Eighty-four people were killed in the Thursday night attack on the Promenades des Anglais, which happened as they were making their way home from a waterfront fireworks display. But just 35 bodies had been identified definitively by Sunday afternoon, according to the Paris prosecutor's office.
The excruciating delay is adding to the suffering of survivors.
One family spent days canvassing hospitals and office for news of a 4-year-old boy whose mother perished, their frustration boiling over into a confrontation with a regional official. University of California, Berkeley students plastered fliers around the city asking for any information on the whereabouts of three classmates at a technology entrepreneur education program. Several imams stepped into the official breach, posting themselves outside the Pasteur Hospital on Sunday to help family members visiting the injured or looking for confirmation of their worst fears from the hospital morgue.

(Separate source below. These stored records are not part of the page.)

//! Ledger storage - where chain records live
//!
//! The writer only needs to read the current tail and append after it.
//! `FileStore` keeps one JSON object per line; `MemoryStore` backs tests and
//! embedders that persist records elsewhere.

use crate::error::{LedgerError, LedgerResult};
use crate::hash::is_well_formed;
use crate::record::LedgerRecord;
use std::fs::{self, File, OpenOptions};
use std::io::{ErrorKind, Read, Seek, SeekFrom, Write};
use std::path::{Path, PathBuf};

/// Append-only record storage.
///
/// Implementations must never rewrite or drop existing records.
pub trait LedgerStore: Send {
    /// Last record, `None` for an empty ledger.
    ///
    /// An unreadable tail is `LedgerError::CorruptTail`, never `None`.
    fn read_tail(&self) -> LedgerResult<Option<LedgerRecord>>;

    /// Append one record after the current tail.
    ///
    /// On failure nothing is persisted.
    fn append(&mut self, record: &LedgerRecord) -> LedgerResult<()>;

    /// Every record, oldest first
    fn read_all(&self) -> LedgerResult<Vec<LedgerRecord>>;
}

/// Bytes read per step when scanning backwards for the tail
const TAIL_CHUNK: u64 = 4096;

/// Append-only JSONL file
///
/// Each line is a JSON-serialized LedgerRecord.
/// The file is append-only and should never be modified.
#[derive(Debug, Clone)]
pub struct FileStore {
    path: PathBuf,
}

impl FileStore {
    /// Open (or prepare to create) a chain file at the given path
    pub fn new(path: impl AsRef<Path>) -> LedgerResult<Self> {
        let path = path.as_ref().to_path_buf();

        // Create parent directories if needed
        if let Some(parent) = path.parent() {
            if !parent.as_os_str().is_empty() {
                fs::create_dir_all(parent)?;
            }
        }

        Ok(Self { path })
    }

    /// Get the path to the chain file
    pub fn path(&self) -> &Path {
        &self.path
    }

    /// Last non-blank line and the byte offset where it starts.
    ///
    /// Reads backwards from the end of the file in fixed-size chunks, so the
    /// cost does not grow with the length of the chain.
    fn read_last_line(&self) -> LedgerResult<Option<(u64, Vec<u8>)>> {
        let mut file = match File::open(&self.path) {
            Ok(file) => file,
            Err(e) if e.kind() == ErrorKind::NotFound => return Ok(None),
            Err(e) => return Err(e.into()),
        };

        let mut pos = file.metadata()?.len();
        // Bytes from `pos` to the end of the file
        let mut buf: Vec<u8> = Vec::new();

        loop {
            match buf.iter().rposition(|b| !b.is_ascii_whitespace()) {
                Some(last) => {
                    let end = last + 1;
                    if let Some(nl) = buf[..end].iter().rposition(|&b| b == b'\n') {
                        return Ok(Some((pos + nl as u64 + 1, buf[nl + 1..end].to_vec())));
                    }
                    if pos == 0 {
                        return Ok(Some((0, buf[..end].to_vec())));
                    }
                }
                None if pos == 0 => return Ok(None),
                None => {}
            }

            let step = TAIL_CHUNK.min(pos);
            pos -= step;

            let mut chunk = vec![0u8; step as usize];
            file.seek(SeekFrom::Start(pos))?;
            file.read_exact(&mut chunk)?;
            chunk.extend_from_slice(&buf);
            buf = chunk;
        }
    }

    /// 1-based line number of the line starting at `offset`
    fn line_number_at(&self, offset: u64) -> LedgerResult<usize> {
        let mut head = Vec::new();
        File::open(&self.path)?.take(offset).read_to_end(&mut head)?;
        Ok(head.iter().filter(|&&b| b == b'\n').count() + 1)
    }
}

impl LedgerStore for FileStore {
    fn read_tail(&self) -> LedgerResult<Option<LedgerRecord>> {
        let Some((offset, line)) = self.read_last_line()? else {
            return Ok(None);
        };

        match parse_record(&line) {
            Ok(record) => Ok(Some(record)),
            Err(reason) => Err(LedgerError::CorruptTail {
                line: self.line_number_at(offset)?,
                reason,
            }),
        }
    }

    fn append(&mut self, record: &LedgerRecord) -> LedgerResult<()> {
        let mut line = serde_json::to_string(record)?;
        line.push('\n');

        let mut file = OpenOptions::new()
            .create(true)
            .read(true)
            .append(true)
            .open(&self.path)?;

        let original_len = file.metadata()?.len();

        // A previous writer may have left the last line unterminated
        if original_len > 0 {
            let mut last = [0u8; 1];
            file.seek(SeekFrom::Start(original_len - 1))?;
            file.read_exact(&mut last)?;
            if last[0] != b'\n' {
                line.insert(0, '\n');
            }
        }

        if let Err(e) = write_durably(&mut file, line.as_bytes()) {
            // Roll back whatever part of the line made it to disk
            if let Err(rollback) = file.set_len(original_len) {
                tracing::error!(
                    path = %self.path.display(),
                    error = %rollback,
                    "Failed to roll back partial ledger append"
                );
            }
            return Err(e.into());
        }

        Ok(())
    }

    fn read_all(&self) -> LedgerResult<Vec<LedgerRecord>> {
        let contents = match fs::read(&self.path) {
            Ok(contents) => contents,
            Err(e) if e.kind() == ErrorKind::NotFound => return Ok(Vec::new()),
            Err(e) => return Err(e.into()),
        };

        let mut records = Vec::new();
        for (idx, line) in contents.split(|&b| b == b'\n').enumerate() {
            if line.iter().all(u8::is_ascii_whitespace) {
                continue;
            }
            let record = parse_record(line).map_err(|reason| LedgerError::CorruptRecord {
                line: idx + 1,
                reason,
            })?;
            records.push(record);
        }

        Ok(records)
    }
}

fn write_durably(file: &mut File, bytes: &[u8]) -> std::io::Result<()> {
    file.write_all(bytes)?;
    file.flush()?;
    file.sync_data()
}

/// Parse one line and check its hashes are well formed
fn parse_record(line: &[u8]) -> Result<LedgerRecord, String> {
    let line = std::str::from_utf8(line).map_err(|e| format!("invalid UTF-8: {}", e))?;
    let record: LedgerRecord = serde_json::from_str(line).map_err(|e| e.to_string())?;

    for (field, value) in [
        ("prev_hash", &record.prev_hash),
        ("payload_hash", &record.payload_hash),
        ("block_hash", &record.block_hash),
    ] {
        if !is_well_formed(value) {
            return Err(format!("malformed {}: {:?}", field, value));
        }
    }

    Ok(record)
}

/// In-memory store (for testing and embedding)
#[derive(Debug, Clone, Default)]
pub struct MemoryStore {
    records: Vec<LedgerRecord>,
}

impl MemoryStore {
    /// Create an empty in-memory store
    pub fn new() -> Self {
        Self::default()
    }

    /// Start from existing records
    pub fn with_records(records: Vec<LedgerRecord>) -> Self {
        Self { records }
    }

    /// Number of stored records
    pub fn len(&self) -> usize {
        self.records.len()
    }

    /// True if no record has been appended
    pub fn is_empty(&self) -> bool {
        self.records.is_empty()
    }
}

impl LedgerStore for MemoryStore {
    fn read_tail(&self) -> LedgerResult<Option<LedgerRecord>> {
        Ok(self.records.last().cloned())
    }

    fn append(&mut self, record: &LedgerRecord) -> LedgerResult<()> {
        self.records.push(record.clone());
        Ok(())
    }

    fn read_all(&self) -> LedgerResult<Vec<LedgerRecord>> {
        Ok(self.records.clone())
    }
}
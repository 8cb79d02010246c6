//! Transaction - One line of a bank statement

use crate::amount::Amount;
use crate::category::Category;
use rust_decimal::Decimal;
use serde::{Deserialize, Serialize};

/// A single statement line as produced by the ingestion layer.
///
/// Dates are kept as the text the statement carried (normally `YYYY-MM-DD`,
/// sometimes followed by a time). Grouping by day or month works on that
/// text directly.
#[derive(Debug, Clone, PartialEq, Eq, Serialize, Deserialize)]
pub struct Transaction {
    pub date: String,

    #[serde(default)]
    pub description: String,

    #[serde(default)]
    pub credit: Amount,

    #[serde(default)]
    pub debit: Amount,

    #[serde(default)]
    pub balance: Decimal,

    /// Empty until a classifier back-fills it
    #[serde(default)]
    pub category: String,

    #[serde(default, rename = "ref", skip_serializing_if = "Option::is_none")]
    pub reference: Option<String>,
}

impl Transaction {
    /// Create a transaction with no category or reference
    pub fn new(
        date: impl Into<String>,
        description: impl Into<String>,
        credit: Amount,
        debit: Amount,
        balance: Decimal,
    ) -> Self {
        Self {
            date: date.into(),
            description: description.into(),
            credit,
            debit,
            balance,
            category: String::new(),
            reference: None,
        }
    }

    /// Calendar day key: the date text up to the first space
    pub fn day(&self) -> &str {
        self.date.split(' ').next().unwrap_or("")
    }

    /// Year-month key: the first seven characters of the date (`YYYY-MM`)
    pub fn month(&self) -> &str {
        match self.date.char_indices().nth(7) {
            Some((idx, _)) => &self.date[..idx],
            None => &self.date,
        }
    }

    /// Net flow of this line (credit minus debit)
    pub fn net(&self) -> f64 {
        self.credit.to_f64() - self.debit.to_f64()
    }

    /// True if the lowercased description contains any of the keywords
    pub fn description_matches(&self, keywords: &[&str]) -> bool {
        let desc = self.description.to_lowercase();
        keywords.iter().any(|k| desc.contains(k))
    }

    /// The stored category if it parses, otherwise the classifier's guess
    pub fn effective_category(&self) -> Category {
        self.category
            .parse()
            .unwrap_or_else(|_| Category::classify(&self.description))
    }

    /// Fill in the category if the statement left it blank
    pub fn with_category_filled(mut self) -> Self {
        if self.category.is_empty() {
            self.category = Category::classify(&self.description).to_string();
        }
        self
    }
}
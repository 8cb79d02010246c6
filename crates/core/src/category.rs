//! Category - Spending category of a statement line
//!
//! Statement parsers usually leave the category blank. The classifier here
//! back-fills it from the free-text description.

use serde::{Deserialize, Serialize};
use strum_macros::{AsRefStr, Display, EnumIter, EnumString};

/// Spending category
///
/// # Examples
/// ```
/// use fairscore_core::Category;
///
/// assert_eq!(Category::classify("NEFT SALARY ACME CORP"), Category::Salary);
/// assert_eq!(Category::classify("HDFC CARD EMI"), Category::LoanEmi);
/// assert_eq!("invest_sip".parse::<Category>().unwrap(), Category::InvestSip);
/// ```
#[derive(
    Debug, Clone, Copy, PartialEq, Eq, Hash, PartialOrd, Ord,
    Serialize, Deserialize, EnumString, Display, AsRefStr, EnumIter,
)]
#[strum(serialize_all = "snake_case")]
#[serde(rename_all = "snake_case")]
pub enum Category {
    Salary,
    LoanEmi,
    Rent,
    InvestSip,
    Upi,
    Cash,
    Utilities,
    Food,
    Travel,
    Other,
}

/// Keyword table, checked in order. First match wins.
const RULES: &[(Category, &[&str])] = &[
    (Category::Salary, &["salary", "payroll"]),
    (Category::LoanEmi, &["emi", "loan"]),
    (Category::Rent, &["rent"]),
    (Category::InvestSip, &["sip", "mf", "mutual fund"]),
    (Category::Upi, &["upi", "gpay", "phonepe"]),
    (Category::Cash, &["atm", "cash"]),
    (Category::Utilities, &["bill", "broadband", "electric", "water"]),
    (Category::Food, &["swiggy", "zomato", "cafe"]),
    (Category::Travel, &["uber", "ola", "irctc", "air"]),
];

impl Category {
    /// Classify a transaction description by case-insensitive substring match.
    pub fn classify(description: &str) -> Self {
        let desc = description.to_lowercase();
        RULES
            .iter()
            .find(|(_, keywords)| keywords.iter().any(|k| desc.contains(k)))
            .map(|(category, _)| *category)
            .unwrap_or(Category::Other)
    }
}

impl Default for Category {
    fn default() -> Self {
        Category::Other
    }
}
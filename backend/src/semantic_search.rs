use std::env;
use std::time::Duration;

use anyhow::{Context, Result, anyhow};
use serde::{Deserialize, Serialize};
use serde_json::json;

const REQUEST_TIMEOUT_SECS: u64 = 30;

/// Connection settings for the embedding and vector-store collaborators.
#[derive(Debug, Clone)]
pub struct SemanticSearchConfig {
    pub qdrant_url: String,
    pub ollama_url: String,
    pub collection: String,
    pub model: String,
    pub api_key: Option<String>,
}

impl SemanticSearchConfig {
    pub fn from_env() -> Self {
        SemanticSearchConfig {
            qdrant_url: env::var("QDRANT_URL")
                .unwrap_or_else(|_| "http://localhost:6333".to_string()),
            ollama_url: env::var("OLLAMA_URL")
                .unwrap_or_else(|_| "http://localhost:11434".to_string()),
            collection: env::var("SEMANTIC_COLLECTION")
                .unwrap_or_else(|_| "biblia_verses".to_string()),
            model: env::var("EMBEDDING_MODEL")
                .unwrap_or_else(|_| "mxbai-embed-large".to_string()),
            api_key: env::var("QDRANT_API_KEY").ok(),
        }
    }
}

/// One scored verse returned by the vector store.
#[derive(Debug, Clone, Serialize, Deserialize)]
pub struct SemanticHit {
    pub score: f32,
    pub text: String,
    pub book_abbrev: Option<String>,
    pub chapter: Option<i32>,
    pub verse: Option<i32>,
    pub version_abbrev: Option<String>,
}

#[derive(Deserialize)]
struct EmbeddingResponse {
    embedding: Vec<f32>,
}

#[derive(Deserialize)]
struct QdrantSearchResponse {
    result: Vec<QdrantScoredPoint>,
}

#[derive(Deserialize)]
struct QdrantScoredPoint {
    score: f32,
    payload: Option<serde_json::Value>,
}

/// Read-only client for the semantic-search collaborators: an
/// Ollama-compatible embeddings endpoint and a Qdrant-compatible vector
/// store. Index building and maintenance happen outside this repository.
pub struct SemanticSearchClient {
    config: SemanticSearchConfig,
    http: reqwest::blocking::Client,
}

impl SemanticSearchClient {
    pub fn new(config: SemanticSearchConfig) -> Result<Self> {
        let http = reqwest::blocking::Client::builder()
            .timeout(Duration::from_secs(REQUEST_TIMEOUT_SECS))
            .build()
            .context("Failed to create HTTP client")?;

        Ok(SemanticSearchClient { config, http })
    }

    pub fn from_env() -> Result<Self> {
        Self::new(SemanticSearchConfig::from_env())
    }

    /// Embed a query string.
    pub fn get_embedding(&self, text: &str) -> Result<Vec<f32>> {
        let url = format!("{}/api/embeddings", self.config.ollama_url);

        let response = self
            .http
            .post(&url)
            .json(&json!({ "model": self.config.model, "prompt": text }))
            .send()
            .map_err(|e| anyhow!("Embedding request failed: {}", e))?;

        if !response.status().is_success() {
            return Err(anyhow!("Embedding service returned status {}", response.status()));
        }

        let parsed: EmbeddingResponse = response
            .json()
            .context("Failed to parse embedding response")?;
        if parsed.embedding.is_empty() {
            return Err(anyhow!("Embedding service returned an empty vector"));
        }

        Ok(parsed.embedding)
    }

    /// Verses semantically similar to the query, optionally filtered by
    /// version and book payload fields.
    pub fn search(
        &self,
        query: &str,
        limit: usize,
        version_abbrev: Option<&str>,
        book_abbrev: Option<&str>,
    ) -> Result<Vec<SemanticHit>> {
        let vector = self.get_embedding(query)?;

        let mut must = Vec::new();
        if let Some(v) = version_abbrev {
            must.push(json!({ "key": "version_abbrev", "match": { "value": v } }));
        }
        if let Some(b) = book_abbrev {
            must.push(json!({ "key": "book_abbrev", "match": { "value": b } }));
        }

        let mut body = json!({
            "vector": vector,
            "limit": limit,
            "with_payload": true,
        });
        if !must.is_empty() {
            body["filter"] = json!({ "must": must });
        }

        let url = format!(
            "{}/collections/{}/points/search",
            self.config.qdrant_url, self.config.collection
        );

        let mut request = self.http.post(&url).json(&body);
        if let Some(key) = &self.config.api_key {
            request = request.header("api-key", key);
        }

        let response = request
            .send()
            .map_err(|e| anyhow!("Vector search request failed: {}", e))?;

        if !response.status().is_success() {
            return Err(anyhow!("Vector store returned status {}", response.status()));
        }

        let parsed: QdrantSearchResponse = response
            .json()
            .context("Failed to parse vector search response")?;

        Ok(parsed.result.into_iter().map(hit_from_point).collect())
    }
}

fn hit_from_point(point: QdrantScoredPoint) -> SemanticHit {
    let payload = point.payload.unwrap_or_else(|| json!({}));

    SemanticHit {
        score: point.score,
        text: payload
            .get("text")
            .and_then(|v| v.as_str())
            .unwrap_or_default()
            .to_string(),
        book_abbrev: payload
            .get("book_abbrev")
            .and_then(|v| v.as_str())
            .map(str::to_string),
        chapter: payload.get("chapter").and_then(|v| v.as_i64()).map(|n| n as i32),
        verse: payload.get("verse").and_then(|v| v.as_i64()).map(|n| n as i32),
        version_abbrev: payload
            .get("version_abbrev")
            .and_then(|v| v.as_str())
            .map(str::to_string),
    }
}

#[cfg(test)]
mod tests {
    use super::*;

    #[test]
    fn test_hit_from_point_with_payload() {
        let point = QdrantScoredPoint {
            score: 0.87,
            payload: Some(json!({
                "text": "No princípio criou Deus os céus e a terra.",
                "book_abbrev": "Gn",
                "chapter": 1,
                "verse": 1,
                "version_abbrev": "ARA",
            })),
        };

        let hit = hit_from_point(point);
        assert_eq!(hit.book_abbrev.as_deref(), Some("Gn"));
        assert_eq!(hit.chapter, Some(1));
        assert_eq!(hit.verse, Some(1));
        assert_eq!(hit.version_abbrev.as_deref(), Some("ARA"));
        assert!(!hit.text.is_empty());
    }

    #[test]
    fn test_hit_from_point_without_payload() {
        let point = QdrantScoredPoint { score: 0.1, payload: None };
        let hit = hit_from_point(point);
        assert_eq!(hit.text, "");
        assert_eq!(hit.book_abbrev, None);
    }

    #[test]
    fn test_config_defaults() {
        let config = SemanticSearchConfig {
            qdrant_url: "http://localhost:6333".to_string(),
            ollama_url: "http://localhost:11434".to_string(),
            collection: "biblia_verses".to_string(),
            model: "mxbai-embed-large".to_string(),
            api_key: None,
        };
        let client = SemanticSearchClient::new(config);
        assert!(client.is_ok());
    }
}
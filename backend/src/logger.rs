use std::sync::OnceLock;

use tracing_subscriber::EnvFilter;

/// Log levels representing increasing verbosity. Setting a level enables
/// that level and all less verbose levels below it.
#[derive(Debug, Clone, Copy, PartialEq, Eq, PartialOrd, Ord)]
pub enum Level {
    Silent = 0,
    Error = 1,
    Warn = 2,
    Info = 3,
    Debug = 4,
}

impl Level {
    /// Parse a log level from a string (case insensitive).
    pub fn from_str(s: &str) -> Option<Self> {
        match s.to_lowercase().as_str() {
            "silent" => Some(Level::Silent),
            "error" => Some(Level::Error),
            "warn" => Some(Level::Warn),
            "info" => Some(Level::Info),
            "debug" => Some(Level::Debug),
            _ => None,
        }
    }

    fn as_filter_str(&self) -> &'static str {
        match self {
            Level::Silent => "off",
            Level::Error => "error",
            Level::Warn => "warn",
            Level::Info => "info",
            Level::Debug => "debug",
        }
    }
}

static LOGGER_INIT: OnceLock<()> = OnceLock::new();

/// Install the global tracing subscriber. RUST_LOG takes precedence,
/// otherwise LOG_LEVEL selects one of the Level names (default: info).
/// Safe to call more than once.
pub fn init() {
    LOGGER_INIT.get_or_init(|| {
        let level = std::env::var("LOG_LEVEL")
            .ok()
            .and_then(|s| Level::from_str(&s))
            .unwrap_or(Level::Info);

        let filter = EnvFilter::try_from_default_env()
            .unwrap_or_else(|_| EnvFilter::new(level.as_filter_str()));

        let _ = tracing_subscriber::fmt()
            .with_env_filter(filter)
            .with_target(false)
            .try_init();
    });
}

pub fn error(msg: &str) {
    tracing::error!("{}", msg);
}

pub fn warn(msg: &str) {
    tracing::warn!("{}", msg);
}

pub fn info(msg: &str) {
    tracing::info!("{}", msg);
}

pub fn debug(msg: &str) {
    tracing::debug!("{}", msg);
}

#[cfg(test)]
mod tests {
    use super::*;

    #[test]
    fn test_level_from_str() {
        assert_eq!(Level::from_str("info"), Some(Level::Info));
        assert_eq!(Level::from_str("DEBUG"), Some(Level::Debug));
        assert_eq!(Level::from_str("nope"), None);
    }

    #[test]
    fn test_level_ordering() {
        assert!(Level::Debug > Level::Info);
        assert!(Level::Error > Level::Silent);
    }
}
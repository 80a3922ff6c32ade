use std::path::PathBuf;
use std::sync::Arc;
use std::sync::atomic::{AtomicUsize, Ordering};

use biblia_backend::book_index::BookNameResolver;
use biblia_backend::db::DbManager;
use biblia_backend::db::bible_models::{NewBook, NewReadingList, NewVerse, NewVersion};
use biblia_backend::reference_parser::ReferenceParser;

static DB_SEQ: AtomicUsize = AtomicUsize::new(0);

struct TestDb {
    path: PathBuf,
    pub dbm: DbManager,
}

impl TestDb {
    fn new() -> Self {
        let seq = DB_SEQ.fetch_add(1, Ordering::SeqCst);
        let path = std::env::temp_dir().join(format!(
            "biblia-test-{}-{}.sqlite3",
            std::process::id(),
            seq
        ));
        let _ = std::fs::remove_file(&path);
        let dbm = DbManager::new_with_path(&path).expect("Can't create test database");
        TestDb { path, dbm }
    }
}

impl Drop for TestDb {
    fn drop(&mut self) {
        let _ = std::fs::remove_file(&self.path);
    }
}

fn seed_minimal(dbm: &DbManager) -> (i32, i32) {
    let db = &dbm.bible;

    let testament = db.get_or_create_testament("Novo Testamento").unwrap();
    let book = db
        .create_book(&NewBook {
            position: 43,
            name: "João",
            abbrev: "Jo",
            testament_id: testament.id,
        })
        .unwrap();
    let version = db
        .create_version(&NewVersion { name: "Almeida Revista e Atualizada", abbrev: "ARA", active: true })
        .unwrap();

    db.create_verses_batch(&[
        NewVerse {
            chapter: 3,
            number: 16,
            text: "Porque Deus amou o mundo de tal maneira...",
            book_id: book.id,
            version_id: version.id,
        },
        NewVerse {
            chapter: 3,
            number: 17,
            text: "Porquanto Deus enviou o seu Filho ao mundo...",
            book_id: book.id,
            version_id: version.id,
        },
    ])
    .unwrap();

    (book.id, version.id)
}

#[test]
fn test_verse_lookup_roundtrip() {
    let db = TestDb::new();
    seed_minimal(&db.dbm);

    let text = db.dbm.bible.get_verse_text("ARA", "Jo", 3, 16).unwrap();
    assert!(text.unwrap().starts_with("Porque Deus amou"));

    // Missing verse is None, not an error.
    assert_eq!(db.dbm.bible.get_verse_text("ARA", "Jo", 3, 99).unwrap(), None);
    // Unknown version is None as well.
    assert_eq!(db.dbm.bible.get_verse_text("NVI", "Jo", 3, 16).unwrap(), None);
}

#[test]
fn test_inactive_version_is_not_served() {
    let db = TestDb::new();
    let handle = &db.dbm.bible;

    let testament = handle.get_or_create_testament("Novo Testamento").unwrap();
    let book = handle
        .create_book(&NewBook { position: 40, name: "Mateus", abbrev: "Mt", testament_id: testament.id })
        .unwrap();
    let version = handle
        .create_version(&NewVersion { name: "Old import", abbrev: "ARA", active: false })
        .unwrap();
    handle
        .create_verses_batch(&[NewVerse {
            chapter: 5,
            number: 1,
            text: "Vendo Jesus as multidões...",
            book_id: book.id,
            version_id: version.id,
        }])
        .unwrap();

    assert_eq!(handle.get_verse_text("ARA", "Mt", 5, 1).unwrap(), None);
    assert!(handle.get_version_by_abbrev("ARA").unwrap().is_none());
}

#[test]
fn test_resolver_reads_books_table() {
    let db = TestDb::new();
    seed_minimal(&db.dbm);

    let resolver = Arc::new(BookNameResolver::new(db.dbm.bible.clone()));
    let parser = ReferenceParser::new(resolver);

    let refs = parser.parse("joão 3:16-17").unwrap();
    assert_eq!(refs.len(), 2);
    assert_eq!(refs[0].book_abbrev, "Jo");

    let texts: Vec<Option<String>> = refs
        .iter()
        .map(|r| db.dbm.bible.get_verse_text("ARA", &r.book_abbrev, r.chapter, r.verse).unwrap())
        .collect();
    assert!(texts.iter().all(|t| t.is_some()));
}

#[test]
fn test_reading_list_search() {
    let db = TestDb::new();
    let handle = &db.dbm.bible;

    handle
        .create_reading_list(&NewReadingList { title: "Plano anual", content: "Gn 1:1" })
        .unwrap();
    handle
        .create_reading_list(&NewReadingList { title: "Evangelhos em 30 dias", content: "Mt 1:1" })
        .unwrap();

    let all = handle.search_reading_lists(None).unwrap();
    assert_eq!(all.len(), 2);

    let filtered = handle.search_reading_lists(Some("Evangelhos")).unwrap();
    assert_eq!(filtered.len(), 1);
    assert_eq!(filtered[0].title, "Evangelhos em 30 dias");
}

"It puts them in extreme angst, and extreme tension," said Brigitte Erbibou, a psychologist who has been counseling family members at center helping victims and family members.
"It's unbearable because the more the days go by, the more they suspect the (death) announcement will come. However, until it is announced, the wait is absolutely unbearable because there is no way to come to terms and to begin the work of. the grieving process."
She counseled two children this weekend whose father was killed but whose mother remained missing.